⟨

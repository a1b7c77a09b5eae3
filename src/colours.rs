// This Source Code Form is subject to the terms of the Mozilla Public
// License, v. 2.0. If a copy of the MPL was not distributed with this
// file, You can obtain one at http://mozilla.org/MPL/2.0/.

//! Colours for runs. Each run gets a random RGB colour; the same seed always
//! gives the same colours, so plots and HTML legends agree between reruns.

use indexmap::IndexMap;
use rand::{Rng, SeedableRng};
use rand_pcg::Pcg64;

/// Channel values are drawn from this range; very dark colours are hard to
/// tell apart on plots.
const MIN_CHANNEL: f64 = 0.1;
const MAX_CHANNEL: f64 = 1.0;

/// An RGB colour with channels in [0, 1].
#[derive(Debug, Clone, Copy, PartialEq)]
pub struct RunColour {
    pub r: f64,
    pub g: f64,
    pub b: f64,
}

impl RunColour {
    /// The colour as 8-bit channels.
    pub fn to_rgb8(self) -> (u8, u8, u8) {
        let c = |v: f64| (v.clamp(0.0, 1.0) * 255.0).round() as u8;
        (c(self.r), c(self.g), c(self.b))
    }

    /// The colour as `#rrggbb`.
    pub fn hex(self) -> String {
        let (r, g, b) = self.to_rgb8();
        format!("#{r:02x}{g:02x}{b:02x}")
    }
}

#[derive(Debug, Clone)]
pub struct RunColours {
    colours: IndexMap<String, RunColour>,
}

impl RunColours {
    pub fn new<S: AsRef<str>>(names: &[S], seed: u64) -> RunColours {
        let mut rng = Pcg64::seed_from_u64(seed);
        let colours = names
            .iter()
            .map(|name| {
                let colour = RunColour {
                    r: rng.gen_range(MIN_CHANNEL..=MAX_CHANNEL),
                    g: rng.gen_range(MIN_CHANNEL..=MAX_CHANNEL),
                    b: rng.gen_range(MIN_CHANNEL..=MAX_CHANNEL),
                };
                (name.as_ref().to_string(), colour)
            })
            .collect();
        RunColours { colours }
    }

    pub fn get(&self, name: &str) -> Option<RunColour> {
        self.colours.get(name).copied()
    }

    pub fn hex(&self, name: &str) -> Option<String> {
        self.get(name).map(RunColour::hex)
    }
}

⟩

• _Your instructions_
The lines in the entries above that carry the word "const" must be copied.

• _Written answer_
const MIN_CHANNEL: f64 = 0.1;
const MAX_CHANNEL: f64 = 1.0;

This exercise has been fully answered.